There has been more news lately about some high-profile botnets, and the latest was one of the largest ever seen in Internet history, causing Internet slowdowns to hundreds of millions of users. The scale was orders of magnitude larger than anything seen before, affecting the very core Internet routers that make the Internet function. As mobile networks evolve to all-IP networks, these are the very security concerns operators should be focused on.
In this latest episode, attackers first targeted Spamhaus, and then the security company hired to break the attack, CloudFlare. A domino-effect ensued for any and all companies and groups associated with either Spamhaus or CloudFlare, peaking with a stream of data as big as 300 billion bits per second, which compromised sites – slowing them down or making them unavailable – for as many as nine days.
At the core of the assault was a powerful botnet — a network of thousands of remotely controlled, infected computers that caused a distributed denial of service (DDoS) attack. That attack is expected to be re-launched in upcoming days, according to Internet chatter, and it is causing security experts like Kaspersky Labs to note that DDOS-type activity is increasing rapidly, and far more malicious than fraudulent service and network security breaches of the past.
How Can DSRs and Policy Servers Help Mobile Operators?
For mobile operators, the rise in malicious attacks highlights a need to go beyond a socialized approach where one appliance is trusted as a security gateway. It pushes everyone toward a multi-layered-security approach, where operators protect the core, the transport layer and the application layer from rogue sites.
The Diameter Signaling Router (DSR) and Policy Server (PCRF) can strengthen security at particularly the control and application layers. Because botnets exploit routing software and servers, DSRs and Policy Servers play a role in preventing amplifications that otherwise get out of control and bring down networks.

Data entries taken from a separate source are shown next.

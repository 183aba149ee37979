use std::cell::{Cell, RefCell};
use std::collections::HashMap;
use std::time::Duration;

use super::{Millis, Persistence, PersistenceError};

/// In memory [`Persistence`] with a clock that only moves when told to.
#[derive(Default)]
pub struct MemoryPersistence {
    now: Cell<Millis>,
    cookies: RefCell<HashMap<String, (String, Millis)>>,
    tab: RefCell<HashMap<String, String>>,
    fail_tab_writes: Cell<bool>,
}

impl MemoryPersistence {
    pub fn new() -> Self {
        Self::default()
    }

    pub fn starting_at(now: Millis) -> Self {
        let persistence = Self::new();
        persistence.now.set(now);
        persistence
    }

    #[cfg(test)]
    pub fn advance(&self, by: Duration) {
        self.now.set(self.now.get() + by.as_millis() as Millis);
    }

    /// Absolute expiry of a live cookie.
    #[cfg(test)]
    pub fn cookie_expiry(&self, name: &str) -> Option<Millis> {
        self.cookies
            .borrow()
            .get(name)
            .map(|(_, expires_at)| *expires_at)
            .filter(|expires_at| *expires_at > self.now.get())
    }

    /// Makes every following tab storage write fail, like a full quota.
    #[cfg(test)]
    pub fn fail_tab_writes(&self) {
        self.fail_tab_writes.set(true);
    }
}

impl Persistence for MemoryPersistence {
    fn now(&self) -> Millis {
        self.now.get()
    }

    fn cookie(&self, name: &str) -> Option<String> {
        let now = self.now.get();
        self.cookies
            .borrow()
            .get(name)
            .filter(|(_, expires_at)| *expires_at > now)
            .map(|(value, _)| value.clone())
    }

    fn set_cookie(
        &self,
        name: &str,
        value: &str,
        max_age: Duration,
    ) -> Result<(), PersistenceError> {
        let expires_at = self.now.get() + max_age.as_millis() as Millis;
        self.cookies
            .borrow_mut()
            .insert(name.to_owned(), (value.to_owned(), expires_at));
        Ok(())
    }

    fn remove_cookie(&self, name: &str) {
        self.cookies.borrow_mut().remove(name);
    }

    fn tab_item(&self, key: &str) -> Option<String> {
        self.tab.borrow().get(key).cloned()
    }

    fn set_tab_item(&self, key: &str, value: &str) -> Result<(), PersistenceError> {
        if self.fail_tab_writes.get() {
            return Err(PersistenceError::TabStorage("quota exceeded".into()));
        }
        self.tab.borrow_mut().insert(key.to_owned(), value.to_owned());
        Ok(())
    }

    fn remove_tab_item(&self, key: &str) {
        self.tab.borrow_mut().remove(key);
    }
}
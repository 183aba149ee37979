use crate::imports::*;

#[derive(Deserialize, Clone, Debug)]
pub struct LoginForm {
    pub username: String,
    pub password: SecretString,
}

impl LoginForm {
    /// Field pairs of the `application/x-www-form-urlencoded` login body.
    pub fn form_pairs(&self) -> [(&'static str, &str); 2] {
        [
            ("username", self.username.as_str()),
            ("password", self.password.expose_secret().as_str()),
        ]
    }
}

#[derive(Deserialize, Clone, Debug)]
pub struct LoginResponse {
    pub access_token: SecretString,
    // the API emits a number, older deployments a string
    #[serde(deserialize_with = "deserialize_string_from_number")]
    pub admin_id: String,
    pub username: String,
}
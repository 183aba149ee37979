use async_trait::async_trait;
use gloo_net::http::Request;
use secrecy::{ExposeSecret, SecretString};

#[derive(Debug, Clone, Copy, PartialEq, Eq)]
pub enum Method {
    Get,
    Post,
    Put,
    Delete,
}

impl std::fmt::Display for Method {
    fn fmt(&self, f: &mut std::fmt::Formatter<'_>) -> std::fmt::Result {
        f.write_str(match self {
            Self::Get => "GET",
            Self::Post => "POST",
            Self::Put => "PUT",
            Self::Delete => "DELETE",
        })
    }
}

#[derive(Debug, Clone, PartialEq)]
pub enum Body {
    Empty,
    Json(String),
    Form(String),
}

#[derive(Debug, Clone)]
pub struct ApiRequest {
    pub method: Method,
    pub url: String,
    pub bearer: Option<SecretString>,
    pub body: Body,
}

#[derive(Debug, Clone, PartialEq)]
pub struct RawResponse {
    pub status: u16,
    pub body: String,
}

impl RawResponse {
    pub fn is_success(&self) -> bool {
        (200..300).contains(&self.status)
    }
}

#[derive(thiserror::Error, Debug, Clone, PartialEq)]
#[error("{0}")]
pub struct TransportError(pub String);

impl From<gloo_net::Error> for TransportError {
    fn from(e: gloo_net::Error) -> Self {
        Self(e.to_string())
    }
}

/// Sends one request and hands back whatever status the server answered with.
#[async_trait(?Send)]
pub trait Transport {
    async fn send(&self, request: ApiRequest) -> Result<RawResponse, TransportError>;
}

/// `fetch` based transport.
pub struct GlooTransport;

#[async_trait(?Send)]
impl Transport for GlooTransport {
    async fn send(&self, request: ApiRequest) -> Result<RawResponse, TransportError> {
        let ApiRequest {
            method,
            url,
            bearer,
            body,
        } = request;

        let builder = match method {
            Method::Get => Request::get(&url),
            Method::Post => Request::post(&url),
            Method::Put => Request::put(&url),
            Method::Delete => Request::delete(&url),
        }
        .header("Accept", "application/json");

        let builder = match &bearer {
            Some(token) => builder.header(
                "Authorization",
                &format!("Bearer {}", token.expose_secret()),
            ),
            None => builder,
        };

        let builder = match body {
            Body::Empty => builder,
            Body::Json(json) => builder.header("Content-Type", "application/json").body(json),
            Body::Form(form) => builder
                .header("Content-Type", "application/x-www-form-urlencoded")
                .body(form),
        };

        let response = builder.send().await?;
        let status = response.status();
        let body = response.text().await?;

        Ok(RawResponse { status, body })
    }
}
pub use secrecy::{ExposeSecret, SecretString};
pub use serde::{Deserialize, Serialize};
pub use serde_aux::field_attributes::{
    deserialize_number_from_string, deserialize_string_from_number,
};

For example, in our recent whitepaper, “Multi-layer Security for the Digital Lifestyle Provider,” we describe Access Control(ACL) Lists, Topology Hiding, Encryption, Congestion Control and other security measures augmented by the DSR and/or PCRF.
We look at the ways in which operators can add layers of protection, such as by implementing topology hiding, which protects the network host names from a DDOS. and we look at how encryption can be used for safeguarding subscriber data.
All in all, the operators’ strategies have to be proactive and multi-layered in order to prevent access from unknown partners or rogue sites. There’s no question the growing sophistication of services, and the mobilization and social revolution underway will mean not only innovation, but also more malicious security threats among operators and the third parties with which they will work – intentionally or not.